Google Play Books may soon get an ”Ask Gemini” button, but the bigger problem is that the app still feels unfinished. The new AI hook could help readers with character names, summaries, and quick explanations, yet it also risks serving up spoilers while Google leaves long-standing basics like file handling, format support, and customization on the back burner.

That priority shift is a familiar Google move: add a flashy layer on top of a product before fixing the plumbing underneath. In the e-book world, that is especially awkward because competitors have spent years turning simple reading apps into surprisingly capable libraries, document viewers, and formatting tools.

What Gemini could do inside Google Play Books

Google Play Books was recently spotted with code references to Gemini in an APK teardown, including an ”Ask Gemini” option in the text-selection menu. On paper, that sounds useful enough: a reader could highlight a confusing passage and get a faster answer than switching apps to search the web.

There is a catch, though. A tool that summarizes characters or plot points can just as easily overexplain them. That is a real problem for fiction, where even a well-intentioned recap can flatten the story before the reader gets there. AI can help, but it also needs guardrails strong enough to avoid becoming a spoiler machine.

Where Google Play Books still feels behind

For a reading app that has been around this long, Play Books is still missing features that many users would consider table stakes. It handles ePUB and PDF files, but the experience of adding your own books is clunky, and uploads can occasionally vanish until the app is reset. That is not exactly the kind of polish that makes you trust it with a personal library.

  • No device-wide search for new files, so uploads are manual, one by one
  • Limited format support, with no DOCX, MOBI, or TXT
  • Very basic reading controls compared with apps like Moon+ Reader and ReadEra
  • A home screen that prioritizes recommendations over your own library

That gap matters because the competition is not standing still. Apps such as Moon+ Reader and ReadEra have made a business out of giving readers more control, whether that means better library organization, more file compatibility, or deeper text settings. Google does not need to copy them feature for feature, but it does need to stop acting like brightness and font size are enough.

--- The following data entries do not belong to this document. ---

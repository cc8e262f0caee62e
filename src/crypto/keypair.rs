//! Ethereum keypair handling.

use std::fmt;

use secp256k1::{Message, PublicKey, Secp256k1, SecretKey};
use tracing::debug;

use super::{decode_hex, keccak256, Address, Signature};
use crate::error::AccountError;

/// Length of a secret key in bytes.
pub const SECRET_KEY_LENGTH: usize = 32;

/// Length of an uncompressed public key in bytes (`0x04 || X || Y`).
pub const PUBLIC_KEY_LENGTH: usize = 65;

/// Represents an Ethereum keypair (secret key, public key and derived address).
#[derive(Clone)]
pub struct Keypair {
    /// The secret scalar, validated against the curve order
    secret_key: SecretKey,
    /// The public key, `secret_key * G`
    public_key: PublicKey,
    /// The derived Ethereum address
    address: Address,
}

impl Keypair {
    /// Generates a new random keypair.
    ///
    /// Uses a cryptographically secure random number generator.
    #[inline]
    pub fn generate() -> Self {
        let secp = Secp256k1::new();
        let (secret_key, public_key) = secp.generate_keypair(&mut rand::thread_rng());
        Self::from_parts(secret_key, public_key)
    }

    /// Builds a keypair from a raw 32-byte secret.
    ///
    /// Fails with [`AccountError::InvalidKey`] when the slice is not 32 bytes,
    /// is zero, or is not below the secp256k1 curve order.
    pub fn from_secret_bytes(secret_bytes: &[u8]) -> Result<Self, AccountError> {
        if secret_bytes.len() != SECRET_KEY_LENGTH {
            return Err(AccountError::InvalidKey(format!(
                "expected {} bytes, got {}",
                SECRET_KEY_LENGTH,
                secret_bytes.len()
            )));
        }
        let secret_key = SecretKey::from_slice(secret_bytes)
            .map_err(|e| AccountError::InvalidKey(e.to_string()))?;
        let public_key = PublicKey::from_secret_key(&Secp256k1::signing_only(), &secret_key);
        Ok(Self::from_parts(secret_key, public_key))
    }

    /// Builds a keypair from a 64-character hex secret. A `0x` prefix is tolerated.
    pub fn from_hex(secret_hex: &str) -> Result<Self, AccountError> {
        let bytes = decode_hex(secret_hex).map_err(|e| AccountError::InvalidKey(e.to_string()))?;
        Self::from_secret_bytes(&bytes)
    }

    fn from_parts(secret_key: SecretKey, public_key: PublicKey) -> Self {
        let address = Address::from_public_key(&public_key);
        debug!(%address, "derived keypair");
        Self {
            secret_key,
            public_key,
            address,
        }
    }

    /// Returns the private key as a hex string (without 0x prefix).
    pub fn private_key_hex(&self) -> String {
        hex::encode(self.secret_key.secret_bytes())
    }

    /// Returns the private key bytes.
    pub fn private_key_bytes(&self) -> [u8; SECRET_KEY_LENGTH] {
        self.secret_key.secret_bytes()
    }

    /// Returns the curve public key.
    #[inline]
    pub fn public_key(&self) -> &PublicKey {
        &self.public_key
    }

    /// Returns the 65-byte uncompressed public key, leading byte `0x04`.
    pub fn public_key_bytes(&self) -> [u8; PUBLIC_KEY_LENGTH] {
        self.public_key.serialize_uncompressed()
    }

    /// Returns the uncompressed public key as uppercase hex (130 characters).
    pub fn public_key_hex(&self) -> String {
        hex::encode_upper(self.public_key_bytes())
    }

    /// Returns a reference to the derived address.
    #[inline]
    pub fn address(&self) -> &Address {
        &self.address
    }

    /// Signs a 32-byte digest with RFC 6979 deterministic ECDSA.
    ///
    /// The signature is low-s and carries the recovery id that maps back to
    /// this keypair's public key.
    pub fn sign_digest(&self, digest: &[u8; 32]) -> Signature {
        let secp = Secp256k1::signing_only();
        let message = Message::from_digest(*digest);
        let signature = secp.sign_ecdsa_recoverable(&message, &self.secret_key);
        Signature::from_recoverable(&signature)
    }

    /// Hashes `message` with Keccak-256 (no prefix) and signs the digest.
    pub fn sign(&self, message: &[u8]) -> Signature {
        let signature = self.sign_digest(&keccak256(message));
        debug!(
            address = %self.address,
            recovery_id = signature.recovery_id(),
            message_len = message.len(),
            "signed message"
        );
        signature
    }
}

impl fmt::Debug for Keypair {
    fn fmt(&self, f: &mut fmt::Formatter<'_>) -> fmt::Result {
        f.debug_struct("Keypair")
            .field("address", &self.address)
            .finish_non_exhaustive()
    }
}

#[cfg(test)]
mod tests {
    use super::*;

    #[test]
    fn test_keypair_generation() {
        let keypair = Keypair::generate();
        assert_eq!(keypair.private_key_bytes().len(), 32);
        assert_eq!(keypair.address().as_bytes().len(), 20);
        assert_eq!(keypair.public_key_bytes()[0], 0x04);
    }

    #[test]
    fn test_deterministic_address() {
        let mut secret_bytes = [0u8; 32];
        secret_bytes[31] = 0x01;
        let keypair = Keypair::from_secret_bytes(&secret_bytes).unwrap();

        // Address for private key = 1 is well-known
        assert_eq!(
            keypair.address().to_hex(),
            "7e5f4552091a69125d5dfcb7b8c2659029395bdf"
        );
    }

    #[test]
    fn test_public_key_hex_is_uppercase() {
        let keypair = Keypair::from_hex(
            "0000000000000000000000000000000000000000000000000000000000000001",
        )
        .unwrap();
        assert_eq!(
            keypair.public_key_hex(),
            "0479BE667EF9DCBBAC55A06295CE870B07029BFCDB2DCE28D959F2815B16F81798\
             483ADA7726A3C4655DA4FBFC0E1108A8FD17B448A68554199C47D08FFB10D4B8"
        );
    }

    #[test]
    fn test_rejects_zero_key() {
        let err = Keypair::from_secret_bytes(&[0u8; 32]).unwrap_err();
        assert!(matches!(err, AccountError::InvalidKey(_)));
    }

    #[test]
    fn test_rejects_curve_order() {
        let order = "fffffffffffffffffffffffffffffffebaaedce6af48a03bbfd25e8cd0364141";
        assert!(matches!(
            Keypair::from_hex(order),
            Err(AccountError::InvalidKey(_))
        ));
    }

    #[test]
    fn test_rejects_bad_length_and_hex() {
        assert!(matches!(
            Keypair::from_secret_bytes(&[1u8; 31]),
            Err(AccountError::InvalidKey(_))
        ));
        assert!(matches!(
            Keypair::from_hex("not hex"),
            Err(AccountError::InvalidKey(_))
        ));
    }

    #[test]
    fn test_debug_hides_secret() {
        let keypair = Keypair::generate();
        let debug = format!("{:?}", keypair);
        assert!(!debug.contains(&keypair.private_key_hex()));
    }
}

The missing reading controls

The most frustrating part is that the weaknesses are all obvious ones. Play Books does not offer the kind of text customization that serious readers expect, such as line width, margins, background color, or font color. It is a strange omission in an app built around spending hours staring at words.

Even the book display feels half-baked. A virtual bookshelf sounds old-fashioned until you compare it with a grid of suggestions that keeps nudging you toward Google’s storefront logic instead of your own library. That tension has always been the app’s identity problem: it is a bookstore, a reader, and a recommendation engine, but not quite enough of any one of them.

Google’s AI habit may be the wrong fix

There are legitimate uses for Gemini in Play Books. Personalized recommendations, narration help, and character summaries all make sense in theory. The problem is sequence: if the app still makes it annoying to import files, hard to organize a library, and underpowered for reading plain text, AI feels like a layer of polish on a cracked floor.

So the real question is not whether Gemini belongs in Play Books. It is whether Google can resist turning another product into a showcase for AI before it has earned the basics. If not, some readers will do the simplest thing possible: move their books somewhere else and stop waiting for Google to catch up.